Gilead Sciences and Tibotec Pharmaceuticals are joining forces to develop and market a once-daily pill for HIV. The fixed-dose antiretroviral regimen will contain Gilead’s Truvada® (emtricitabine and tenofovir disoproxil fumarate) and Tibotec’s investigational non-nucleoside reverse transcriptase inhibitor (NNRTI) TMC278 (rilpivirine hydrochloride, 25 mg) for treatment-naïve individuals. Tibotec is currently studying the combination in Phase III trials.

Gilead will assume the lead role in the manufacturing, registration, distribution, and commercialization worldwide excluding Japan and the developing world. Tibotec has the right to co-promote in Gilead’s regions and remains responsible for the commercialization of TMC278 as a stand-alone product.

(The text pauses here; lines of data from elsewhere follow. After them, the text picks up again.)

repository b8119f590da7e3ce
pub mod config;
pub mod error;
pub mod telemetry;
pub mod workflows;
use tracing::{info, warn};

use super::domain::{
    parse_date, ApplicantDocument, ApplicantId, CurrencyCode, DataQualityWarning, DocumentError,
    ExperienceEntry, PersonalSection, SalarySection,
};
use super::schema::{self, Schema};
use super::store::{FieldValue, Fields, Record, RecordId, RecordStore, StoreError};

/// Result of projecting one applicant.
#[derive(Debug, Clone, PartialEq)]
pub enum ProjectionOutcome {
    Projected {
        document: ApplicantDocument,
        warnings: Vec<DataQualityWarning>,
    },
    /// The applicant already carries a stored document.
    Skipped,
}

impl ProjectionOutcome {
    pub fn label(&self) -> &'static str {
        match self {
            ProjectionOutcome::Projected { .. } => "projected",
            ProjectionOutcome::Skipped => "skipped",
        }
    }
}

#[derive(Debug, thiserror::Error)]
pub enum ProjectionError {
    #[error("applicant record {record_id} has no Application ID")]
    MissingApplicantId { record_id: RecordId },
    #[error(transparent)]
    Store(#[from] StoreError),
    #[error(transparent)]
    Document(#[from] DocumentError),
}

/// Folds an applicant's linked personal, experience and salary rows into one document and
/// stores it on the applicant row.
#[derive(Debug, Clone, Default)]
pub struct Projector {
    schema: Schema,
}

impl Projector {
    pub fn new(schema: Schema) -> Self {
        Self { schema }
    }

    pub fn project<S>(
        &self,
        store: &S,
        applicant: &Record,
    ) -> Result<ProjectionOutcome, ProjectionError>
    where
        S: RecordStore + ?Sized,
    {
        // Checked before any linked row is read so repeat runs stay read-free.
        if applicant.has_value(schema::applicant::DOCUMENT) {
            info!(record_id = %applicant.id, "applicant already projected, skipping");
            return Ok(ProjectionOutcome::Skipped);
        }

        let applicant_id = applicant
            .text(schema::applicant::APPLICANT_ID)
            .map(|value| ApplicantId(value.trim().to_string()))
            .ok_or_else(|| ProjectionError::MissingApplicantId {
                record_id: applicant.id.clone(),
            })?;

        let mut warnings = Vec::new();

        let personal = first_linked(
            store,
            &self.schema.personal,
            "personal",
            &applicant.links(schema::applicant::PERSONAL_LINKS),
            &mut warnings,
        )?;
        let experience = fetch_linked(
            store,
            &self.schema.experience,
            &applicant.links(schema::applicant::EXPERIENCE_LINKS),
            &mut warnings,
        )?;
        let salary = first_linked(
            store,
            &self.schema.salary,
            "salary",
            &applicant.links(schema::applicant::SALARY_LINKS),
            &mut warnings,
        )?;

        let (document, field_warnings) = build_document(
            applicant_id,
            applicant.id.clone(),
            personal.as_ref(),
            &experience,
            salary.as_ref(),
        );
        warnings.extend(field_warnings);

        // Another run may have projected this applicant since the snapshot was taken.
        let current = store.get_record(&self.schema.applicants, &applicant.id)?;
        if current.has_value(schema::applicant::DOCUMENT) {
            info!(record_id = %applicant.id, "document written concurrently, skipping");
            return Ok(ProjectionOutcome::Skipped);
        }

        let mut fields = Fields::new();
        fields.insert(
            schema::applicant::DOCUMENT.to_string(),
            FieldValue::Text(document.to_json()?),
        );
        store.update_record(&self.schema.applicants, &applicant.id, fields)?;

        for warning in &warnings {
            warn!(applicant_id = %document.applicant_id, %warning, "data quality warning");
        }
        info!(
            applicant_id = %document.applicant_id,
            experience = document.experience.len(),
            "projected applicant"
        );

        Ok(ProjectionOutcome::Projected { document, warnings })
    }
}

/// Single-valued links: only the first is read, extras are reported.
fn first_linked<S>(
    store: &S,
    table: &str,
    section: &'static str,
    links: &[RecordId],
    warnings: &mut Vec<DataQualityWarning>,
) -> Result<Option<Record>, StoreError>
where
    S: RecordStore + ?Sized,
{
    if links.len() > 1 {
        warnings.push(DataQualityWarning::ExtraLinks {
            section,
            count: links.len(),
        });
    }

    Ok(fetch_linked(store, table, &links[..links.len().min(1)], warnings)?
        .into_iter()
        .next())
}

/// Reads linked rows in link order; rows that no longer exist are reported and skipped.
fn fetch_linked<S>(
    store: &S,
    table: &str,
    links: &[RecordId],
    warnings: &mut Vec<DataQualityWarning>,
) -> Result<Vec<Record>, StoreError>
where
    S: RecordStore + ?Sized,
{
    let mut records = Vec::with_capacity(links.len());
    for id in links {
        match store.get_record(table, id) {
            Ok(record) => records.push(record),
            Err(err) if err.is_not_found() => warnings.push(DataQualityWarning::DanglingLink {
                table: table.to_string(),
                record_id: id.clone(),
            }),
            Err(err) => return Err(err),
        }
    }
    Ok(records)
}

/// Pure assembly of a document from already-fetched rows. Missing cells become `None`.
pub fn build_document(
    applicant_id: ApplicantId,
    source_record_id: RecordId,
    personal: Option<&Record>,
    experience: &[Record],
    salary: Option<&Record>,
) -> (ApplicantDocument, Vec<DataQualityWarning>) {
    let mut warnings = Vec::new();

    let personal = personal.map(|record| PersonalSection {
        name: owned_text(record, schema::personal::NAME),
        email: owned_text(record, schema::personal::EMAIL),
        location: owned_text(record, schema::personal::LOCATION),
        profile_url: owned_text(record, schema::personal::PROFILE_URL),
    });

    let experience = experience
        .iter()
        .map(|record| ExperienceEntry {
            source_record_id: Some(record.id.clone()),
            company: owned_text(record, schema::experience::COMPANY),
            title: owned_text(record, schema::experience::TITLE),
            start_date: read_date(record, schema::experience::START_DATE, &mut warnings),
            end_date: read_date(record, schema::experience::END_DATE, &mut warnings),
            technologies: record.names(schema::experience::TECHNOLOGIES),
        })
        .collect();

    let salary = salary.map(|record| SalarySection {
        preferred_rate: read_number(record, schema::salary::PREFERRED_RATE, &mut warnings),
        minimum_rate: read_number(record, schema::salary::MINIMUM_RATE, &mut warnings),
        currency: record.text(schema::salary::CURRENCY).map(CurrencyCode::new),
        weekly_availability: read_number(
            record,
            schema::salary::WEEKLY_AVAILABILITY,
            &mut warnings,
        ),
    });

    let document = ApplicantDocument {
        applicant_id,
        source_record_id,
        personal,
        experience,
        salary,
    };

    (document, warnings)
}

fn owned_text(record: &Record, field: &str) -> Option<String> {
    record.text(field).map(str::to_string)
}

fn read_date(
    record: &Record,
    field: &'static str,
    warnings: &mut Vec<DataQualityWarning>,
) -> Option<chrono::NaiveDate> {
    let raw = record.text(field)?;
    let parsed = parse_date(raw);
    if parsed.is_none() {
        warnings.push(DataQualityWarning::UnparsableDate {
            record_id: record.id.clone(),
            field,
            value: raw.to_string(),
        });
    }
    parsed
}

fn read_number(
    record: &Record,
    field: &'static str,
    warnings: &mut Vec<DataQualityWarning>,
) -> Option<f64> {
    let value = record.get(field).filter(|value| !value.is_blank())?;
    let parsed = value.as_number();
    if parsed.is_none() {
        warnings.push(DataQualityWarning::NonNumericValue {
            record_id: record.id.clone(),
            field,
        });
    }
    parsed
}
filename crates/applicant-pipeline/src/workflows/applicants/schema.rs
//! Table and column names of the applicant base.

/// Table names, overridable when a base uses different labels.
#[derive(Debug, Clone, PartialEq, Eq)]
pub struct Schema {
    pub applicants: String,
    pub personal: String,
    pub experience: String,
    pub salary: String,
    pub leads: String,
}

impl Default for Schema {
    fn default() -> Self {
        Self {
            applicants: "Applications".to_string(),
            personal: "Personal Details".to_string(),
            experience: "Work Experience".to_string(),
            salary: "Salary Preferences".to_string(),
            leads: "Shortlisted Leads".to_string(),
        }
    }
}

pub mod applicant {
    pub const APPLICANT_ID: &str = "Application ID";
    pub const DOCUMENT: &str = "Compressed JSON";
    pub const SHORTLIST_STATUS: &str = "Shortlist Status";
    pub const SHORTLIST_REASON: &str = "Shortlist Reason";
    pub const PERSONAL_LINKS: &str = "Personal Details";
    pub const EXPERIENCE_LINKS: &str = "Work Experience";
    pub const SALARY_LINKS: &str = "Salary Preferences";
}

/// Back-link column every child table uses to point at its applicant.
pub const APPLICANT_LINK: &str = "Application ID";

pub mod personal {
    pub const NAME: &str = "Full Name";
    pub const EMAIL: &str = "Email";
    pub const LOCATION: &str = "Location";
    pub const PROFILE_URL: &str = "LinkedIn URL";
}

pub mod experience {
    pub const COMPANY: &str = "Company Name";
    pub const TITLE: &str = "Job Title";
    pub const START_DATE: &str = "Start Date";
    pub const END_DATE: &str = "End Date";
    pub const TECHNOLOGIES: &str = "Technologies";
}

pub mod salary {
    pub const PREFERRED_RATE: &str = "Preferred Hourly Rate";
    pub const MINIMUM_RATE: &str = "Minimum Hourly Rate";
    pub const CURRENCY: &str = "Currency";
    pub const WEEKLY_AVAILABILITY: &str = "Weekly Availability";
}

pub mod lead {
    pub const NAME: &str = "Lead Name";
    pub const SOURCE: &str = "Source";
    pub const REASON: &str = "Shortlist Reason";
    pub const APPLICANTS: &str = "Applicants";

    pub const SOURCE_LABEL: &str = "Applicant Pipeline";
}
use crate::commands::{render_batch, render_status};
use applicant_pipeline::error::AppError;
use applicant_pipeline::workflows::applicants::schema::{self, Schema};
use applicant_pipeline::workflows::applicants::{
    ApplicantDocument, ApplicantPipelineService, FieldValue, Fields, MemoryRecordStore,
    RecordStore, ShortlistCriteria, ShortlistOutcome,
};
use applicant_pipeline::workflows::intake::IntakeImporter;
use chrono::{NaiveDate, Utc};
use clap::Args;
use std::sync::Arc;

const DEMO_SHEET: &str = "\
Application ID,Full Name,Email,Location,LinkedIn URL,Company Name,Job Title,Start Date,End Date,Technologies,Preferred Hourly Rate,Minimum Hourly Rate,Currency,Weekly Availability
APP-1001,Priya Natarajan,priya@example.com,\"Bengaluru, India\",https://www.linkedin.com/in/priya,Infosys,Senior Engineer,2016-04-01,2020-03-31,Java; Kafka,3500,3000,INR,40
APP-1001,,,,,Razorpay,Staff Engineer,2020-04-01,,Rust; Kafka; Postgres,,,,
APP-1002,Liam O'Connor,liam@example.com,\"Dublin, Ireland\",,Stripe,Engineer,2019-01-01,,Ruby; Go,95,80,EUR,35
APP-1003,Maya Chen,maya@example.com,\"Seattle, USA\",,Amazon,SDE I,2023-06-01,,TypeScript,210,180,USD,40
";

#[derive(Args, Debug, Default)]
pub(crate) struct DemoArgs {
    /// Date open-ended roles are measured to (YYYY-MM-DD). Defaults to today.
    #[arg(long, value_parser = crate::infra::parse_date)]
    pub(crate) as_of: Option<NaiveDate>,
    /// Skip the document edit and rematerialization portion of the demo.
    #[arg(long)]
    pub(crate) skip_rematerialize: bool,
}

pub(crate) fn run_demo(args: DemoArgs) -> Result<(), AppError> {
    let DemoArgs {
        as_of,
        skip_rematerialize,
    } = args;
    let as_of = as_of.unwrap_or_else(|| Utc::now().date_naive());

    println!("Applicant pipeline demo (evaluated as of {as_of})");
    let store = Arc::new(MemoryRecordStore::new());
    let summary = IntakeImporter::default().import_reader(store.as_ref(), DEMO_SHEET.as_bytes())?;
    println!(
        "- Seeded {} applicants from the intake sheet",
        summary.imported.len()
    );

    let service = ApplicantPipelineService::new(store.clone(), ShortlistCriteria::default())
        .with_evaluation_date(as_of);

    println!("\nNew application flow");
    for applicant in &summary.imported {
        let report = service.process_new_application(&applicant.record_id)?;
        match &report.shortlist {
            ShortlistOutcome::Classified {
                classification,
                lead,
            } => {
                println!(
                    "- {} -> {}{}",
                    applicant.applicant_id,
                    classification.status.label(),
                    lead.as_ref()
                        .map(|lead| format!(" (lead {lead})"))
                        .unwrap_or_default()
                );
                println!("  {}", classification.rationale);
            }
            other => println!("- {} -> {}", applicant.applicant_id, other.label()),
        }
    }

    println!("\nRe-running the batch leaves classified applicants alone");
    render_batch(&service.shortlist_all()?);

    if skip_rematerialize {
        return Ok(());
    }

    let Some(first) = summary.imported.first() else {
        return Ok(());
    };
    println!("\nEditing the stored document of {}", first.applicant_id);
    let tables = Schema::default();
    let applicant = store.get_record(&tables.applicants, &first.record_id)?;
    let Some(raw) = applicant.text(schema::applicant::DOCUMENT) else {
        println!("  No stored document to edit");
        return Ok(());
    };
    let mut document = match ApplicantDocument::from_json(raw) {
        Ok(document) => document,
        Err(err) => {
            println!("  Stored document unreadable: {err}");
            return Ok(());
        }
    };
    if let Some(salary) = document.salary.as_mut() {
        salary.weekly_availability = Some(30.0);
    }
    match document.to_json() {
        Ok(json) => {
            let mut fields = Fields::new();
            fields.insert(schema::applicant::DOCUMENT.to_string(), FieldValue::text(json));
            store.update_record(&tables.applicants, &first.record_id, fields)?;
        }
        Err(err) => {
            println!("  Document could not be encoded: {err}");
            return Ok(());
        }
    }

    let writes = service.rematerialize(&first.record_id)?;
    println!(
        "- Rematerialized: {} created | {} updated",
        writes.total_created(),
        writes.total_updated()
    );

    println!("\nFinal state");
    for view in service.statuses()? {
        render_status(&view);
    }
    Ok(())
}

“Based on the deal terms, it appears that Gilead had the dominant hand at the negotiating table, as it reads to us more like a licensing agreement than a partnership,” according to Joshua Schimmer, M.D., and Steve Y. Yoo, biotech equity research analysts at Leerink Swann.

If approved, the new product would become the second complete antiretroviral treatment regimen for HIV available in a single tablet taken once daily. The first and currently the only such therapy is Gilead’s Atripla® (efavirenz 600 mg/emtricitabine 200 mg/tenofovir disoproxil fumarate 300 mg). It was approved by the FDA in 2006. Both Atripla and the new fixed-dose combination contain an NNRTI backbone of Truvada.

Gilead’s current HIV franchise comprises Viread, Truvada, and Atripla. It faces patent expiries from 2017 to 2021. While it is difficult to assign value to the new combination therapy being developed in the absence of Phase III data, expected in 2010, Dr. Schimmer and Yoo say that the deal gives them some comfort that Gilead’s lead role in HIV drug commercialization today will provide the company with opportunities to sacrifice the efavirenz portion of Atripla in exchange for Truvada’s presence well beyond its patent expiry.

The efavirenz component of Atripla is 600 mg, whereas the TMC278 dose in the combination therapy being developed will be 25 mg, add Dr. Schimmer and Yoo. “Therefore, the resulting pill may be smaller with lower patient discomfort. Additionally, ‘278’s CNS side effects appear less pronounced. The Phase II ‘278 study did show QT prolongation at higher doses and somewhat lower efficacy at the 25 mg/d dose.”